• TASK OBJECTIVE: Until the last line is reached, keep transcribing the material exactly.

"""

fn parse_action<T: Copy>(params: &Params, allowed: &[(&str, T)]) -> Result<T> {
    let raw = match params.get("action") {
        None | Some(Value::Null) => return Err(Error::MissingField { field: "action" }),
        Some(raw) => raw,
    };
    raw.as_str()
        .and_then(|action| {
            allowed
                .iter()
                .find(|(name, _)| *name == action)
                .map(|(_, value)| *value)
        })
        .ok_or_else(|| Error::InvalidAction {
            action: match raw {
                Value::String(s) => s.clone(),
                other => other.to_string(),
            },
        })
}

fn display_action(params: &Params) -> Result<DisplayAction> {
    parse_action(params, &[
        ("show", DisplayAction::Show),
        ("hide", DisplayAction::Hide),
    ])
}

fn modal_action(params: &Params) -> Result<ModalAction> {
    parse_action(params, &[
        ("open", ModalAction::Open),
        ("close", ModalAction::Close),
    ])
}

/// A string or numeric id. Blank strings count as missing.
fn required_id(params: &Params, field: &'static str) -> Result<EntityId> {
    let raw = match params.get(field) {
        None | Some(Value::Null) => return Err(Error::MissingField { field }),
        Some(raw) => raw,
    };
    let id = EntityId::from_value(raw)
        .ok_or_else(|| Error::invalid_field(field, "must be a string or number"))?;
    if id.is_blank() {
        return Err(Error::MissingField { field });
    }
    Ok(id)
}

fn required_str<'a>(params: &'a Params, field: &'static str) -> Result<&'a str> {
    match params.get(field) {
        None | Some(Value::Null) => Err(Error::MissingField { field }),
        Some(Value::String(s)) => Ok(s),
        Some(_) => Err(Error::invalid_field(field, "must be a string")),
    }
}

/// List field. `None` when absent or null.
fn optional_list<'a>(params: &'a Params, field: &str) -> Result<Option<&'a Vec<Value>>> {
    match params.get(field) {
        None | Some(Value::Null) => Ok(None),
        Some(Value::Array(items)) => Ok(Some(items)),
        Some(_) => Err(Error::invalid_field(field, "must be a list")),
    }
}

fn parse_items<T: DeserializeOwned>(field: &str, items: Option<&Vec<Value>>) -> Result<Vec<T>> {
    items
        .into_iter()
        .flatten()
        .enumerate()
        .map(|(i, item)| {
            serde_json::from_value(item.clone())
                .map_err(|e| Error::invalid_field(format!("{field}[{i}]"), e.to_string()))
        })
        .collect()
}

#[derive(Clone)]
pub struct InboundRouter {
    state: Arc<SurfaceState>,
    config: Arc<SurfaceConfig>,
}
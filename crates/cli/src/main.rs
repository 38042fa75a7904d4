use std::{path::PathBuf, sync::Arc};

use {
    anyhow::{Context, Result},
    clap::{Parser, ValueEnum},
    companion_protocol::MAX_PAYLOAD_BYTES,
    companion_surface::{Language, Session, SurfaceConfig, WsChannel},
    tracing::{debug, info, warn},
};

/// Companion surface client.
///
/// Connects to a WebSocket relay, answers the agent's display and modal
/// calls, and logs every surface change in place of a renderer.
#[derive(Parser, Debug)]
#[command(version)]
struct Args {
    /// WebSocket URL of the relay.
    #[arg(long, env = "COMPANION_URL")]
    url: String,

    /// Participant identity announced to the relay.
    #[arg(long, env = "COMPANION_IDENTITY", default_value = "companion-surface")]
    identity: String,

    /// Optional TOML config file. Flags below override its values.
    #[arg(long, env = "COMPANION_CONFIG")]
    config: Option<PathBuf>,

    /// Identity of the agent that receives selection events.
    #[arg(long, env = "COMPANION_AGENT_IDENTITY")]
    agent_identity: Option<String>,

    /// Timeout for outbound calls, in milliseconds.
    #[arg(long, env = "COMPANION_CALL_TIMEOUT_MS")]
    call_timeout_ms: Option<u64>,

    /// Language used for entity titles (en or ar).
    #[arg(long, env = "COMPANION_TITLE_LANGUAGE")]
    title_language: Option<Language>,

    /// Largest inbound payload accepted, in bytes.
    #[arg(long, env = "COMPANION_MAX_PAYLOAD_BYTES")]
    max_payload_bytes: Option<usize>,

    /// Log output format.
    #[arg(long, value_enum, env = "COMPANION_LOG_FORMAT", default_value_t = LogFormat::Pretty)]
    log_format: LogFormat,
}

#[derive(Clone, Copy, Debug, PartialEq, Eq, ValueEnum)]
enum LogFormat {
    Pretty,
    Json,
}

impl Args {
    /// File values (or defaults), then flag and env overrides.
    fn surface_config(&self) -> Result<SurfaceConfig> {
        let mut config = match &self.config {
            Some(path) => SurfaceConfig::load(path)
                .with_context(|| format!("failed to load config {}", path.display()))?,
            None => SurfaceConfig::default(),
        };
        if let Some(agent) = &self.agent_identity {
            config.agent_identity = agent.clone();
        }
        if let Some(ms) = self.call_timeout_ms {
            config.call_timeout_ms = ms;
        }
        if let Some(lang) = self.title_language {
            config.title_language = lang;
        }
        if let Some(max) = self.max_payload_bytes {
            config.max_payload_bytes = max;
        }
        config.validate().context("invalid configuration")?;
        Ok(config)
    }
}

fn init_tracing(format: LogFormat) {
    let filter = tracing_subscriber::EnvFilter::try_from_default_env()
        .unwrap_or_else(|_| tracing_subscriber::EnvFilter::new("info"));
    let builder = tracing_subscriber::fmt().with_env_filter(filter);
    match format {
        LogFormat::Pretty => builder.init(),
        LogFormat::Json => builder.json().init(),
    }
}

#[tokio::main]
async fn main() -> Result<()> {
    let args = Args::parse();
    init_tracing(args.log_format);

    let config = args.surface_config()?;
    if config.max_payload_bytes > MAX_PAYLOAD_BYTES {
        warn!(
            max_payload_bytes = config.max_payload_bytes,
            "payload limit raised above the protocol default"
        );
    }

    let channel = Arc::new(
        WsChannel::connect(&args.url, &args.identity, config.max_payload_bytes)
            .await
            .with_context(|| format!("failed to connect to {}", args.url))?,
    );
    let session =
        Session::attach(channel.clone(), config).context("failed to attach surface session")?;

    let mut snapshots = session.subscribe();
    let renderer = tokio::spawn(async move {
        while snapshots.changed().await.is_ok() {
            let snapshot = snapshots.borrow_and_update().clone();
            let section = &snapshot.section;
            info!(
                kind = ?section.kind(),
                cards = section.cards().map_or(0, |deck| deck.cards.len()),
                donations = section.orders().map_or(0, |book| book.donations.len()),
                sponsorships = section.orders().map_or(0, |book| book.sponsorships.len()),
                modal_open = snapshot.selection.is_open(),
                "surface changed"
            );
            match serde_json::to_string(&snapshot) {
                Ok(json) => debug!(snapshot = %json, "surface snapshot"),
                Err(e) => warn!(error = %e, "failed to encode snapshot"),
            }
        }
    });

    info!(url = %args.url, identity = channel.identity(), "companion surface running");
    tokio::select! {
        _ = tokio::signal::ctrl_c() => info!("shutting down"),
        _ = channel.closed() => warn!("relay connection lost"),
    }

    session.detach().await;
    channel.close().await;
    renderer.abort();
    Ok(())
}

"""

• RESULT OF THIS TASK:
fn parse_action<T: Copy>(params: &Params, allowed: &[(&str, T)]) -> Result<T> {
    let raw = match params.get("action") {
        None | Some(Value::Null) => return Err(Error::MissingField { field: "action" }),
        Some(raw) => raw,
    };
    raw.as_str()
        .and_then(|action| {
            allowed
                .iter()
                .find(|(name, _)| *name == action)
                .map(|(_, value)| *value)
        })
        .ok_or_else(|| Error::InvalidAction {
            action: match raw {
                Value::String(s) => s.clone(),
                other => other.to_string(),
            },
        })
}

fn display_action(params: &Params) -> Result<DisplayAction> {
    parse_action(params, &[
        ("show", DisplayAction::Show),
        ("hide", DisplayAction::Hide),
    ])
}

fn modal_action(params: &Params) -> Result<ModalAction> {
    parse_action(params, &[
        ("open", ModalAction::Open),
        ("close", ModalAction::Close),
    ])
}

/// A string or numeric id. Blank strings count as missing.
fn required_id(params: &Params, field: &'static str) -> Result<EntityId> {
    let raw = match params.get(field) {
        None | Some(Value::Null) => return Err(Error::MissingField { field }),
        Some(raw) => raw,
    };
    let id = EntityId::from_value(raw)
        .ok_or_else(|| Error::invalid_field(field, "must be a string or number"))?;
    if id.is_blank() {
        return Err(Error::MissingField { field });
    }
    Ok(id)
}

fn required_str<'a>(params: &'a Params, field: &'static str) -> Result<&'a str> {
    match params.get(field) {
        None | Some(Value::Null) => Err(Error::MissingField { field }),
        Some(Value::String(s)) => Ok(s),
        Some(_) => Err(Error::invalid_field(field, "must be a string")),
    }
}

/// List field. `None` when absent or null.
fn optional_list<'a>(params: &'a Params, field: &str) -> Result<Option<&'a Vec<Value>>> {
    match params.get(field) {
        None | Some(Value::Null) => Ok(None),
        Some(Value::Array(items)) => Ok(Some(items)),
        Some(_) => Err(Error::invalid_field(field, "must be a list")),
    }
}

fn parse_items<T: DeserializeOwned>(field: &str, items: Option<&Vec<Value>>) -> Result<Vec<T>> {
    items
        .into_iter()
        .flatten()
        .enumerate()
        .map(|(i, item)| {
            serde_json::from_value(item.clone())
                .map_err(|e| Error::invalid_field(format!("{field}[{i}]"), e.to_string()))
        })
        .collect()
}

#[derive(Clone)]
pub struct InboundRouter {
    state: Arc<SurfaceState>,
    config: Arc<SurfaceConfig>,
}
filename crates/cli/src/main.rs
repository 38042fa75a7904d4
use std::{path::PathBuf, sync::Arc};

use {
    anyhow::{Context, Result},
    clap::{Parser, ValueEnum},
    companion_protocol::MAX_PAYLOAD_BYTES,
    companion_surface::{Language, Session, SurfaceConfig, WsChannel},
    tracing::{debug, info, warn},
};

/// Companion surface client.
///
/// Connects to a WebSocket relay, answers the agent's display and modal
/// calls, and logs every surface change in place of a renderer.
#[derive(Parser, Debug)]
#[command(version)]
struct Args {
    /// WebSocket URL of the relay.
    #[arg(long, env = "COMPANION_URL")]
    url: String,

    /// Participant identity announced to the relay.
    #[arg(long, env = "COMPANION_IDENTITY", default_value = "companion-surface")]
    identity: String,

    /// Optional TOML config file. Flags below override its values.
    #[arg(long, env = "COMPANION_CONFIG")]
    config: Option<PathBuf>,

    /// Identity of the agent that receives selection events.
    #[arg(long, env = "COMPANION_AGENT_IDENTITY")]
    agent_identity: Option<String>,

    /// Timeout for outbound calls, in milliseconds.
    #[arg(long, env = "COMPANION_CALL_TIMEOUT_MS")]
    call_timeout_ms: Option<u64>,

    /// Language used for entity titles (en or ar).
    #[arg(long, env = "COMPANION_TITLE_LANGUAGE")]
    title_language: Option<Language>,

    /// Largest inbound payload accepted, in bytes.
    #[arg(long, env = "COMPANION_MAX_PAYLOAD_BYTES")]
    max_payload_bytes: Option<usize>,

    /// Log output format.
    #[arg(long, value_enum, env = "COMPANION_LOG_FORMAT", default_value_t = LogFormat::Pretty)]
    log_format: LogFormat,
}

#[derive(Clone, Copy, Debug, PartialEq, Eq, ValueEnum)]
enum LogFormat {
    Pretty,
    Json,
}

impl Args {
    /// File values (or defaults), then flag and env overrides.
    fn surface_config(&self) -> Result<SurfaceConfig> {
        let mut config = match &self.config {
            Some(path) => SurfaceConfig::load(path)
                .with_context(|| format!("failed to load config {}", path.display()))?,
            None => SurfaceConfig::default(),
        };
        if let Some(agent) = &self.agent_identity {
            config.agent_identity = agent.clone();
        }
        if let Some(ms) = self.call_timeout_ms {
            config.call_timeout_ms = ms;
        }
        if let Some(lang) = self.title_language {
            config.title_language = lang;
        }
        if let Some(max) = self.max_payload_bytes {
            config.max_payload_bytes = max;
        }
        config.validate().context("invalid configuration")?;
        Ok(config)
    }
}

fn init_tracing(format: LogFormat) {
    let filter = tracing_subscriber::EnvFilter::try_from_default_env()
        .unwrap_or_else(|_| tracing_subscriber::EnvFilter::new("info"));
    let builder = tracing_subscriber::fmt().with_env_filter(filter);
    match format {
        LogFormat::Pretty => builder.init(),
        LogFormat::Json => builder.json().init(),
    }
}

#[tokio::main]
async fn main() -> Result<()> {
    let args = Args::parse();
    init_tracing(args.log_format);

    let config = args.surface_config()?;
    if config.max_payload_bytes > MAX_PAYLOAD_BYTES {
        warn!(
            max_payload_bytes = config.max_payload_bytes,
            "payload limit raised above the protocol default"
        );
    }

    let channel = Arc::new(
        WsChannel::connect(&args.url, &args.identity, config.max_payload_bytes)
            .await
            .with_context(|| format!("failed to connect to {}", args.url))?,
    );
    let session =
        Session::attach(channel.clone(), config).context("failed to attach surface session")?;

    let mut snapshots = session.subscribe();
    let renderer = tokio::spawn(async move {
        while snapshots.changed().await.is_ok() {
            let snapshot = snapshots.borrow_and_update().clone();
            let section = &snapshot.section;
            info!(
                kind = ?section.kind(),
                cards = section.cards().map_or(0, |deck| deck.cards.len()),
                donations = section.orders().map_or(0, |book| book.donations.len()),
                sponsorships = section.orders().map_or(0, |book| book.sponsorships.len()),
                modal_open = snapshot.selection.is_open(),
                "surface changed"
            );
            match serde_json::to_string(&snapshot) {
                Ok(json) => debug!(snapshot = %json, "surface snapshot"),
                Err(e) => warn!(error = %e, "failed to encode snapshot"),
            }
        }
    });

    info!(url = %args.url, identity = channel.identity(), "companion surface running");
    tokio::select! {
        _ = tokio::signal::ctrl_c() => info!("shutting down"),
        _ = channel.closed() => warn!("relay connection lost"),
    }

    session.detach().await;
    channel.close().await;
    renderer.abort();
    Ok(())
}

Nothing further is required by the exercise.